MOH: The Damned Thing

3 out of 5

Director: Tobe Hooper

“The Damned Thing” is a relatively solid entry in the MOH series (though the series has only a couple of great episodes and many disappointing ones) with a lot of “star” power – Tobe Hooper directing, Richard Matheson script based on an Ambrose Bierce story – but it amounts to something very 3-starrish, both hampered and helped by the hour long show format. First, let’s toss off the Bierce reference. This is very… VERY loosely based on the story. Now Matheson has turned in great work for many great TV shows, but as we know, a script can be made or broken by the team helming it to the screen.
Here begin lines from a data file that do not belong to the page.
//! Token counting for the input budget
//!
//! Uses the `cl100k_base` encoding; the byte-length estimate is only used
//! when the encoding cannot be loaded.

use once_cell::sync::Lazy;
use parking_lot::Mutex;
use tiktoken_rs::{cl100k_base, CoreBPE};

const FALLBACK_BYTES_PER_TOKEN: usize = 4;

static CL100K: Lazy<Mutex<Option<CoreBPE>>> = Lazy::new(|| Mutex::new(cl100k_base().ok()));

/// Number of tokens in `text`
pub fn count_tokens(text: &str) -> usize {
    if text.is_empty() {
        return 0;
    }
    match CL100K.lock().as_ref() {
        Some(bpe) => bpe.encode_with_special_tokens(text).len(),
        None => fallback_count(text),
    }
}

fn fallback_count(text: &str) -> usize {
    text.len().div_ceil(FALLBACK_BYTES_PER_TOKEN)
}
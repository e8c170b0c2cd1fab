//! Remote automation peer access
//!
//! The peer exposes no RPC surface of its own; all the engine can do is read
//! and write files in its environment. [`PeerFs`] is that surface, and
//! [`PeerProvisioner`] hands out and reclaims peers.

use std::fmt;
use std::io::ErrorKind;
use std::path::{Path, PathBuf};
use std::sync::Arc;

use anyhow::{Context, Result};
use async_trait::async_trait;
use tracing::{debug, info};

/// File-system view of a remote peer
#[async_trait]
pub trait PeerFs: Send + Sync {
    /// Replace the file's content atomically
    async fn write(&self, path: &str, content: &str) -> Result<()>;

    /// Check whether a file exists
    async fn exists(&self, path: &str) -> Result<bool>;

    /// Read a file's full content
    async fn read(&self, path: &str) -> Result<String>;

    /// Remove a file; a missing file is not an error
    async fn remove(&self, path: &str) -> Result<()>;

    /// Last `lines` lines of a text file, empty if it does not exist
    async fn tail(&self, path: &str, lines: usize) -> Result<String>;
}

/// A provisioned peer owned by one session
#[derive(Clone)]
pub struct PeerHandle {
    pub id: String,
    pub fs: Arc<dyn PeerFs>,
    /// Live view of the peer's browser, if the provisioner offers one
    pub live_url: Option<String>,
}

impl fmt::Debug for PeerHandle {
    fn fmt(&self, f: &mut fmt::Formatter<'_>) -> fmt::Result {
        f.debug_struct("PeerHandle")
            .field("id", &self.id)
            .field("live_url", &self.live_url)
            .finish()
    }
}

/// Creates and releases peers
#[async_trait]
pub trait PeerProvisioner: Send + Sync {
    async fn provision(&self, session_id: &str) -> Result<PeerHandle>;

    async fn release(&self, peer: &PeerHandle) -> Result<()>;
}

/// Peer whose file system is a local directory (shared volume or co-located peer)
#[derive(Debug, Clone)]
pub struct LocalPeerFs {
    root: PathBuf,
}

impl LocalPeerFs {
    pub fn new(root: impl Into<PathBuf>) -> Self {
        Self { root: root.into() }
    }

    /// Map a peer path such as `/tmp/browser_command.json` under the root
    fn resolve(&self, path: &str) -> PathBuf {
        self.root.join(path.trim_start_matches('/'))
    }
}

#[async_trait]
impl PeerFs for LocalPeerFs {
    async fn write(&self, path: &str, content: &str) -> Result<()> {
        let target = self.resolve(path);
        if let Some(parent) = target.parent() {
            tokio::fs::create_dir_all(parent)
                .await
                .with_context(|| format!("Failed to create {}", parent.display()))?;
        }

        let staging = target.with_extension("partial");
        tokio::fs::write(&staging, content)
            .await
            .with_context(|| format!("Failed to write {}", staging.display()))?;
        tokio::fs::rename(&staging, &target)
            .await
            .with_context(|| format!("Failed to move command into {}", target.display()))
    }

    async fn exists(&self, path: &str) -> Result<bool> {
        tokio::fs::try_exists(self.resolve(path))
            .await
            .with_context(|| format!("Failed to stat {}", path))
    }

    async fn read(&self, path: &str) -> Result<String> {
        tokio::fs::read_to_string(self.resolve(path))
            .await
            .with_context(|| format!("Failed to read {}", path))
    }

    async fn remove(&self, path: &str) -> Result<()> {
        match tokio::fs::remove_file(self.resolve(path)).await {
            Ok(()) => Ok(()),
            Err(e) if e.kind() == ErrorKind::NotFound => Ok(()),
            Err(e) => Err(e).with_context(|| format!("Failed to remove {}", path)),
        }
    }

    async fn tail(&self, path: &str, lines: usize) -> Result<String> {
        let content = match tokio::fs::read_to_string(self.resolve(path)).await {
            Ok(content) => content,
            Err(e) if e.kind() == ErrorKind::NotFound => return Ok(String::new()),
            Err(e) => return Err(e).with_context(|| format!("Failed to read {}", path)),
        };
        Ok(last_lines(&content, lines))
    }
}

pub(crate) fn last_lines(content: &str, lines: usize) -> String {
    let all: Vec<&str> = content.lines().collect();
    let start = all.len().saturating_sub(lines);
    all[start..].join("\n")
}

/// Provisions one [`LocalPeerFs`] directory per session
#[derive(Debug, Clone)]
pub struct LocalProvisioner {
    root: PathBuf,
    live_url_template: Option<String>,
}

impl LocalProvisioner {
    pub fn new(root: impl Into<PathBuf>) -> Self {
        Self {
            root: root.into(),
            live_url_template: None,
        }
    }

    pub fn with_live_url_template(mut self, template: Option<String>) -> Self {
        self.live_url_template = template;
        self
    }

    fn peer_dir(&self, session_id: &str) -> PathBuf {
        self.root.join(session_id)
    }

    pub fn root(&self) -> &Path {
        &self.root
    }
}

#[async_trait]
impl PeerProvisioner for LocalProvisioner {
    async fn provision(&self, session_id: &str) -> Result<PeerHandle> {
        let dir = self.peer_dir(session_id);
        tokio::fs::create_dir_all(&dir)
            .await
            .with_context(|| format!("Failed to create peer directory {}", dir.display()))?;

        info!(session_id, peer_dir = %dir.display(), "Provisioned local peer");
        Ok(PeerHandle {
            id: format!("local-{}", session_id),
            fs: Arc::new(LocalPeerFs::new(dir)),
            live_url: self
                .live_url_template
                .as_ref()
                .map(|template| template.replace("{session}", session_id)),
        })
    }

    async fn release(&self, peer: &PeerHandle) -> Result<()> {
        let session_id = peer.id.trim_start_matches("local-");
        let dir = self.peer_dir(session_id);
        match tokio::fs::remove_dir_all(&dir).await {
            Ok(()) => {}
            Err(e) if e.kind() == ErrorKind::NotFound => {}
            Err(e) => {
                return Err(e).with_context(|| format!("Failed to remove {}", dir.display()))
            }
        }
        debug!(peer_id = %peer.id, "Released local peer");
        Ok(())
    }
}
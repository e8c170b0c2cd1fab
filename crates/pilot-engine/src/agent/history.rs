//! Conversation truncation
//!
//! The conversation is cut so that it starts at a plain user turn and no
//! tool result survives without the assistant turn that requested it.
//! Providers reject such orphans.

use std::collections::HashSet;

use llm_core::{ChatMessage, Role};
use tracing::{info, warn};

use crate::config::HistoryConfig;

/// Truncate `messages` in place if it exceeds the configured size
pub fn truncate(messages: &mut Vec<ChatMessage>, config: &HistoryConfig) {
    let original = messages.len();
    if original <= config.max_messages {
        return;
    }

    let preferred = original.saturating_sub(config.preferred_keep);
    let cut = (preferred..original)
        .find(|&start| messages[start].is_user_turn() && is_self_contained(&messages[start..]));

    match cut {
        Some(start) => {
            messages.drain(..start);
            info!(from = original, to = messages.len(), start, "Truncated conversation history");
        }
        None => {
            let start = fallback_start(messages, original.saturating_sub(config.fallback_keep));
            // The kept suffix always opens with the latest user turn
            let anchor = if messages.get(start).is_some_and(ChatMessage::is_user_turn) {
                None
            } else {
                messages[..start].iter().rposition(ChatMessage::is_user_turn)
            };
            let mut kept: Vec<ChatMessage> = anchor.map(|i| messages[i].clone()).into_iter().collect();
            kept.extend(messages.drain(start..));
            *messages = kept;
            warn!(
                from = original,
                to = messages.len(),
                "No clean truncation point found, kept a fixed suffix"
            );
        }
    }
}

/// Move `start` back to the assistant turn that requested a leading tool
/// result, or past the results when no such turn exists
fn fallback_start(messages: &[ChatMessage], start: usize) -> usize {
    let Some(first) = messages.get(start).filter(|m| m.role == Role::Tool) else {
        return start;
    };
    let owner = first.tool_call_id.as_deref().and_then(|id| {
        messages[..start]
            .iter()
            .rposition(|m| m.requested_call_ids().any(|requested| requested == id))
    });
    owner.unwrap_or_else(|| {
        start
            + messages[start..]
                .iter()
                .take_while(|m| m.role == Role::Tool)
                .count()
    })
}

/// Every tool result in `suffix` answers a call requested earlier in `suffix`
fn is_self_contained(suffix: &[ChatMessage]) -> bool {
    let mut requested: HashSet<&str> = HashSet::new();
    for message in suffix {
        requested.extend(message.requested_call_ids());
        if message.role == Role::Tool {
            let answered = message
                .tool_call_id
                .as_deref()
                .is_some_and(|id| requested.contains(id));
            if !answered {
                return false;
            }
        }
    }
    true
}
impl AgentLoop {
    pub fn new(provider: Arc<dyn ChatProvider>, dispatcher: Dispatcher, config: AgentConfig) -> Self {
        let tools = dispatcher.registry().tool_definitions();
        Self {
            provider,
            dispatcher,
            config,
            tools,
            plan: None,
            session_id: String::new(),
            state: AgentState::new(),
        }
    }

    pub fn with_plan(mut self, plan: SharedPlan) -> Self {
        self.plan = Some(plan);
        self
    }

    pub fn with_session_id(mut self, session_id: impl Into<String>) -> Self {
        self.session_id = session_id.into();
        self
    }

    /// Continue an existing step sequence instead of starting at zero
    pub fn starting_at_step(mut self, step: u64) -> Self {
        self.state.current_step = step;
        self
    }

    /// Record replayable calls into this plan step from the start
    pub fn tracking_plan_step(mut self, index: Option<usize>) -> Self {
        self.state.tracker = ProvenStepTracker::seeded(index);
        self
    }

    pub fn add_message(&mut self, message: ChatMessage) {
        self.state.add_message(message);
    }

    pub fn state(&self) -> &AgentState {
        &self.state
    }

    pub fn current_step(&self) -> u64 {
        self.state.current_step
    }

    pub fn is_finished(&self) -> bool {
        self.state.finished
    }

    pub fn dispatcher(&self) -> &Dispatcher {
        &self.dispatcher
    }

    /// Inject a user instruction before the next decision; consumes no step number
    pub fn inject_intervention(&mut self, instruction: &str, message: &str) -> InterventionRecord {
        self.state.add_message(ChatMessage::user(instruction));
        let record = InterventionRecord {
            after_step: self.state.current_step,
            message: message.to_string(),
            timestamp: Utc::now(),
        };
        self.state
            .history
            .push(HistoryEntry::Intervention(record.clone()));
        info!(session_id = %self.session_id, after_step = record.after_step, "Intervention injected");
        record
    }

    /// Completed proven steps, computed once; sub-agents never finalise
    pub fn finalize_proven_steps(&mut self) -> Vec<ProvenStep> {
        if self.config.actor == Actor::Sub {
            return Vec::new();
        }
        if self.state.proven_steps.is_none() {
            let steps = self.state.tracker.finalize();
            info!(session_id = %self.session_id, count = steps.len(), "Proven steps finalised");
            self.state.proven_steps = Some(steps);
        }
        self.state.proven_steps.clone().unwrap_or_default()
    }

    /// Run steps until finished or `budget` steps have been taken
    pub async fn run(&mut self, budget: u64, observer: &dyn StepObserver) -> Result<(), SessionError> {
        let start = self.state.current_step;
        while !self.state.finished && self.state.current_step - start < budget {
            self.step(observer).await?;
        }
        Ok(())
    }

    fn in_progress_step(&self) -> Option<usize> {
        match &self.plan {
            Some(plan) => plan.lock().in_progress(),
            None => self.state.tracker.current(),
        }
    }

    fn track(&mut self, tool: &str, args: &Value) {
        match &self.plan {
            Some(plan) => {
                let plan = plan.lock();
                self.state.tracker.observe(tool, args, Some(&plan));
            }
            None => self.state.tracker.observe(tool, args, None),
        }
    }

    /// One think/act iteration
    #[instrument(skip(self, observer), fields(session_id = %self.session_id, actor = ?self.config.actor))]
    pub async fn step(&mut self, observer: &dyn StepObserver) -> Result<StepOutcome, SessionError> {
        history::truncate(&mut self.state.messages, &self.config.history);
        if let Some(prompt) = &self.config.next_step_prompt {
            self.state.messages.push(ChatMessage::user(prompt.clone()));
        }
        let step = self.state.increment_step();
        debug!(step, messages = self.state.messages.len(), "Requesting decision");

        let request = ChatRequest {
            system: Some(&self.config.system_prompt),
            messages: &self.state.messages,
            tools: &self.tools,
        };
        let response = self.provider.chat(request).await.map_err(|e| {
            warn!(step, error = %e, "LLM request failed");
            SessionError::from(e)
        })?;

        if response.tool_calls.is_empty() {
            debug!(step, "Decision carried no tool calls");
            if !response.content.is_empty() {
                self.state
                    .add_message(ChatMessage::assistant(response.content.clone()));
            }
            let record = StepRecord {
                step,
                actor: self.config.actor,
                thinking: response.content,
                tool_calls: Vec::new(),
                timestamp: Utc::now(),
            };
            observer.step_completed(&record).await;
            self.state.history.push(HistoryEntry::Step(record));
            return Ok(StepOutcome::Thought);
        }

        let calls = response.tool_calls;
        info!(
            step,
            tools = ?calls.iter().map(|c| c.name.as_str()).collect::<Vec<_>>(),
            "Acting"
        );
        self.state.add_message(ChatMessage::assistant_with_tools(
            response.content.clone(),
            calls.clone(),
        ));
        observer.step_started(step, &calls).await;

        let mut records = Vec::with_capacity(calls.len());
        let mut delegated = Vec::new();
        let mut terminal = None;

        for call in &calls {
            let (record, report) = self.act(call).await;
            if let Some(report) = report {
                self.absorb(report, &mut delegated);
            }
            if self.config.is_special(&call.name) {
                terminal = Some((call.name.clone(), record.result_full.clone()));
            }
            records.push(record);
        }

        let success = records.iter().all(|r| r.success);
        let record = StepRecord {
            step,
            actor: self.config.actor,
            thinking: response.content,
            tool_calls: records,
            timestamp: Utc::now(),
        };
        observer.step_completed(&record).await;
        self.state.history.push(HistoryEntry::Step(record));
        for entry in delegated {
            if let HistoryEntry::Step(record) = &entry {
                observer.step_completed(record).await;
            }
            self.state.history.push(entry);
        }

        match terminal {
            Some((tool, output)) => {
                self.finish(&tool, output);
                Ok(StepOutcome::Finished)
            }
            None => Ok(StepOutcome::Acted { success }),
        }
    }

    /// Dispatch one call and feed its result back into the conversation
    async fn act(&mut self, call: &ToolCall) -> (ToolCallRecord, Option<DelegationReport>) {
        let ctx = ToolContext::new(self.session_id.clone())
            .with_actor(self.config.actor)
            .with_step(self.state.current_step)
            .with_in_progress_step(self.in_progress_step());

        let outcome = self
            .dispatcher
            .dispatch(&call.name, &call.arguments, &ctx)
            .await;
        let success = outcome.is_success();
        let mut observation = outcome.observation(&call.name);
        if self.config.truncates(&call.name) && observation.chars().count() > self.config.max_observe {
            observation = observation.chars().take(self.config.max_observe).collect();
        }
        self.state
            .add_message(ChatMessage::tool_result(call.id.clone(), observation.clone()));

        let args = parse_recorded_args(&call.arguments);
        if success {
            self.track(&call.name, &args);
        }
        let report = outcome.into_result().and_then(|result| result.delegation);

        self.state.last_observation = Some(observation.clone());
        (ToolCallRecord::new(&call.name, args, observation, success), report)
    }

    /// Merge a delegate's bookkeeping into this loop
    fn absorb(&mut self, report: DelegationReport, delegated: &mut Vec<HistoryEntry>) {
        let before = self.state.current_step;
        self.state.current_step = if report.steps_used() > 0 {
            report.final_step
        } else {
            before + 1
        };
        debug!(
            from = before,
            to = self.state.current_step,
            completed = report.completed,
            "Absorbed delegate steps"
        );
        if let Some(index) = report.plan_step {
            self.state.tracker.merge(index, report.proven_calls);
        }
        delegated.extend(report.history);
    }

    fn finish(&mut self, tool: &str, output: String) {
        if let Some(plan) = &self.plan {
            if let Some(index) = plan.lock().block_in_progress() {
                info!(step_index = index, "Blocked unfinished plan step");
            }
        }
        self.finalize_proven_steps();
        info!(
            session_id = %self.session_id,
            tool,
            step = self.state.current_step,
            "Agent finished"
        );
        self.state.mark_finished(tool, output);
    }
}

fn parse_recorded_args(raw: &str) -> Value {
    if raw.trim().is_empty() {
        return Value::Object(Map::new());
    }
    serde_json::from_str(raw).unwrap_or_else(|_| Value::String(raw.to_string()))
}
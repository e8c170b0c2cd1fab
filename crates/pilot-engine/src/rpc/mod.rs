//! File-polling RPC channel to the remote automation peer
//!
//! The peer reads one command file and answers with one response file. With
//! no correlation id the channel is single-flight: the previous response must
//! be consumed and cleared before the next command goes out.

pub mod peer;

use std::sync::Arc;

use serde::{Deserialize, Serialize};
use serde_json::{Map, Value};
use tokio::sync::Mutex;
use tokio::time::{sleep, Instant};
use tracing::{debug, instrument, warn};

use crate::config::ChannelConfig;
use crate::error::ChannelError;

pub use peer::{LocalPeerFs, LocalProvisioner, PeerFs, PeerHandle, PeerProvisioner};

const CONTEXT_DESTROYED: &str = "Execution context was destroyed";

/// Command envelope: `{action, ...params}`
#[derive(Debug, Clone, PartialEq, Serialize, Deserialize)]
pub struct Command {
    pub action: String,
    #[serde(flatten)]
    pub params: Map<String, Value>,
}

impl Command {
    pub fn new(action: impl Into<String>) -> Self {
        Self {
            action: action.into(),
            params: Map::new(),
        }
    }

    pub fn with_param(mut self, key: impl Into<String>, value: impl Into<Value>) -> Self {
        self.params.insert(key.into(), value.into());
        self
    }
}

/// Response envelope: `{success, ...payload}` or `{success: false, error}`
#[derive(Debug, Clone, PartialEq, Serialize, Deserialize)]
pub struct Response {
    #[serde(default)]
    pub success: bool,
    #[serde(default, skip_serializing_if = "Option::is_none")]
    pub error: Option<String>,
    #[serde(flatten)]
    pub payload: Map<String, Value>,
}

impl Response {
    pub fn message(&self) -> Option<&str> {
        self.payload.get("message").and_then(Value::as_str)
    }

    /// Human-readable payload: the peer's message, or the payload as JSON
    pub fn summary(&self) -> String {
        if let Some(message) = self.message() {
            return message.to_string();
        }
        serde_json::to_string_pretty(&self.payload).unwrap_or_default()
    }

    /// Reclassify the expected side effect of navigating actions as success
    pub fn normalize(mut self, action: &str) -> Self {
        if self.success {
            return self;
        }
        let Some(error) = self.error.as_deref() else {
            return self;
        };

        let is_click = action.starts_with("click");
        let navigated = error.contains(CONTEXT_DESTROYED)
            || (is_click && error.to_lowercase().contains("navigat"));
        if !navigated {
            return self;
        }

        debug!(action, error, "Execution context replaced by navigation, treating as success");
        let message = if is_click {
            "Clicked element - page navigated"
        } else {
            "Action completed - page navigated"
        };
        self.success = true;
        self.error = None;
        self.payload
            .insert("message".to_string(), Value::String(message.to_string()));
        self
    }
}

/// Single-flight request/response channel over a [`PeerFs`]
pub struct RpcChannel {
    peer: Arc<dyn PeerFs>,
    config: ChannelConfig,
    in_flight: Mutex<()>,
}

impl RpcChannel {
    pub fn new(peer: Arc<dyn PeerFs>, config: ChannelConfig) -> Self {
        Self {
            peer,
            config,
            in_flight: Mutex::new(()),
        }
    }

    pub fn config(&self) -> &ChannelConfig {
        &self.config
    }

    /// Send one command and wait for its response
    #[instrument(skip(self, command), fields(action = %command.action))]
    pub async fn send(&self, command: &Command) -> Result<Response, ChannelError> {
        let _exchange = self.in_flight.lock().await;

        let payload = serde_json::to_string(command)
            .map_err(|e| ChannelError::InvalidCommand(e.to_string()))?;

        self.peer
            .remove(&self.config.response_path)
            .await
            .map_err(peer_error)?;
        self.peer
            .write(&self.config.command_path, &payload)
            .await
            .map_err(peer_error)?;
        debug!(bytes = payload.len(), "Command written");

        sleep(self.config.settle_delay()).await;

        let started = Instant::now();
        let deadline = started + self.config.timeout();
        let mut last_unreadable: Option<(String, String)> = None;
        let mut polls = 0u32;

        loop {
            sleep(self.config.poll_interval()).await;
            polls += 1;

            if self
                .peer
                .exists(&self.config.response_path)
                .await
                .map_err(peer_error)?
            {
                let raw = self
                    .peer
                    .read(&self.config.response_path)
                    .await
                    .map_err(peer_error)?;

                // The peer's write is not atomic for us; an empty or partial
                // read is retried on the next tick.
                if raw.trim().is_empty() {
                    last_unreadable = Some(("empty response".to_string(), raw));
                } else {
                    match serde_json::from_str::<Response>(&raw) {
                        Ok(response) => {
                            if let Err(e) = self.peer.remove(&self.config.response_path).await {
                                warn!(error = %e, "Failed to clear consumed response");
                            }
                            debug!(
                                polls,
                                elapsed_ms = started.elapsed().as_millis() as u64,
                                success = response.success,
                                "Response received"
                            );
                            return Ok(response.normalize(&command.action));
                        }
                        Err(e) => last_unreadable = Some((e.to_string(), raw)),
                    }
                }
            }

            if Instant::now() >= deadline {
                break;
            }
        }

        let log_tail = self.log_tail().await;
        match last_unreadable {
            Some((reason, raw)) => {
                warn!(polls, reason = %reason, "Peer response never became readable");
                Err(ChannelError::Malformed {
                    reason,
                    raw,
                    log_tail,
                })
            }
            None => {
                warn!(polls, timeout_secs = self.config.timeout_secs, "Timed out waiting for peer");
                Err(ChannelError::Timeout {
                    waited: self.config.timeout(),
                    log_tail,
                })
            }
        }
    }

    /// Last lines of the peer's diagnostic log
    pub async fn log_tail(&self) -> String {
        self.peer
            .tail(&self.config.log_path, self.config.log_tail_lines)
            .await
            .unwrap_or_else(|e| format!("<peer log unavailable: {:#}>", e))
    }
}

fn peer_error(err: anyhow::Error) -> ChannelError {
    ChannelError::Peer(format!("{:#}", err))
}
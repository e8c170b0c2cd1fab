//! Agent configuration, execution records and loop state

use chrono::{DateTime, Utc};
use llm_core::ChatMessage;
use serde::{Deserialize, Serialize};
use serde_json::Value;

use super::prompt;
use super::proven::{ProvenStep, ProvenStepTracker};
use crate::config::{AgentSettings, HistoryConfig};
use crate::tools::builtin::{DELEGATE, SUB_TASK_COMPLETE, TERMINATE};

const PREVIEW_CHARS: usize = 200;

/// Which loop produced a record
#[derive(Debug, Clone, Copy, Default, PartialEq, Eq, Serialize, Deserialize)]
#[serde(rename_all = "snake_case")]
pub enum Actor {
    #[default]
    Main,
    Sub,
}

/// Configuration for one agent loop
#[derive(Debug, Clone)]
pub struct AgentConfig {
    pub actor: Actor,
    pub system_prompt: String,
    pub next_step_prompt: Option<String>,
    /// Observation length cap
    pub max_observe: usize,
    /// Tools whose invocation ends the loop
    pub special_tools: Vec<String>,
    /// Tools exempt from the observation cap
    pub untruncated_tools: Vec<String>,
    pub history: HistoryConfig,
}

impl AgentConfig {
    /// Main agent: ends on `terminate`
    pub fn main(settings: &AgentSettings, history: HistoryConfig) -> Self {
        Self {
            actor: Actor::Main,
            system_prompt: settings
                .system_prompt
                .clone()
                .unwrap_or_else(|| prompt::SYSTEM_PROMPT.to_string()),
            next_step_prompt: Some(
                settings
                    .next_step_prompt
                    .clone()
                    .unwrap_or_else(|| prompt::NEXT_STEP_PROMPT.to_string()),
            ),
            max_observe: settings.max_observe,
            special_tools: vec![TERMINATE.to_string()],
            untruncated_tools: vec![DELEGATE.to_string()],
            history,
        }
    }

    /// Sub-agent: ends on `sub_task_complete` only
    pub fn sub(settings: &AgentSettings, history: HistoryConfig) -> Self {
        Self {
            actor: Actor::Sub,
            system_prompt: prompt::SUB_AGENT_PROMPT.to_string(),
            next_step_prompt: Some(prompt::SUB_AGENT_NEXT_STEP_PROMPT.to_string()),
            max_observe: settings.max_observe,
            special_tools: vec![SUB_TASK_COMPLETE.to_string()],
            untruncated_tools: Vec::new(),
            history,
        }
    }

    pub fn with_max_observe(mut self, max: usize) -> Self {
        self.max_observe = max;
        self
    }

    pub fn is_special(&self, tool: &str) -> bool {
        self.special_tools.iter().any(|t| t == tool)
    }

    pub fn truncates(&self, tool: &str) -> bool {
        !self.untruncated_tools.iter().any(|t| t == tool)
    }
}

/// One executed tool call within a step
#[derive(Debug, Clone, PartialEq, Serialize, Deserialize)]
pub struct ToolCallRecord {
    pub tool: String,
    pub arguments: Value,
    pub result_preview: String,
    pub result_full: String,
    pub success: bool,
}

impl ToolCallRecord {
    pub fn new(tool: impl Into<String>, arguments: Value, result: String, success: bool) -> Self {
        Self {
            tool: tool.into(),
            arguments,
            result_preview: result.chars().take(PREVIEW_CHARS).collect(),
            result_full: result,
            success,
        }
    }
}

/// One iteration of a loop
#[derive(Debug, Clone, PartialEq, Serialize, Deserialize)]
pub struct StepRecord {
    pub step: u64,
    pub actor: Actor,
    pub thinking: String,
    pub tool_calls: Vec<ToolCallRecord>,
    pub timestamp: DateTime<Utc>,
}

impl StepRecord {
    pub fn success(&self) -> bool {
        self.tool_calls.iter().all(|call| call.success)
    }
}

#[derive(Debug, Clone, PartialEq, Serialize, Deserialize)]
pub struct InterventionRecord {
    /// Step number after which the message was injected
    pub after_step: u64,
    pub message: String,
    pub timestamp: DateTime<Utc>,
}

/// Execution history entry
#[derive(Debug, Clone, PartialEq, Serialize, Deserialize)]
#[serde(tag = "kind", rename_all = "snake_case")]
pub enum HistoryEntry {
    Step(StepRecord),
    Intervention(InterventionRecord),
}

impl HistoryEntry {
    pub fn step_number(&self) -> Option<u64> {
        match self {
            HistoryEntry::Step(record) => Some(record.step),
            HistoryEntry::Intervention(_) => None,
        }
    }
}

/// Mutable state of a running loop
#[derive(Debug, Default)]
pub struct AgentState {
    pub messages: Vec<ChatMessage>,
    pub current_step: u64,
    pub finished: bool,
    pub history: Vec<HistoryEntry>,
    pub tracker: ProvenStepTracker,
    /// Set once by finalisation
    pub proven_steps: Option<Vec<ProvenStep>>,
    /// Name and output of the special tool that ended the loop
    pub terminal_call: Option<(String, String)>,
    pub last_observation: Option<String>,
}

impl AgentState {
    pub fn new() -> Self {
        Self::default()
    }

    pub fn add_message(&mut self, message: ChatMessage) {
        self.messages.push(message);
    }

    pub fn mark_finished(&mut self, tool: &str, output: String) {
        self.finished = true;
        self.terminal_call = Some((tool.to_string(), output));
    }

    pub fn increment_step(&mut self) -> u64 {
        self.current_step += 1;
        self.current_step
    }

    /// Step records only, in order
    pub fn steps(&self) -> impl Iterator<Item = &StepRecord> {
        self.history.iter().filter_map(|entry| match entry {
            HistoryEntry::Step(record) => Some(record),
            HistoryEntry::Intervention(_) => None,
        })
    }
}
So… Hooper. Besides “Toolbox Murders,” Hooper’s last twenty years of film history has been spotty, with great moments in movies that eventually fall apart. (Although if he hadn’t set the bar so high at the get-go…) Now I haven’t seen his other MOH episode, but the show format seems to be a good thing at first, as it keeps him sort of focused. Besides a questionable bridging voice-over narrative, things are shot semi-patiently and sensibly, with the characters limited to a recognizable few (Brendan Fletcher is becoming a new favorite) and the small town given character. It also builds effectively, with some fun gore and a nice sense of evil toward the end. But that’s where the show limitation becomes “the damned thing” because it has to wrap up a pretty interesting story quickly, with things escalating from creepy to insane too soon, and then there’s a CGI monster. So: good atmosphere, good characters, just not a suspenseful enough execution and a rushed climax. (A bonus point: though it was a cheap way to end it, the last cut is pretty sweet.)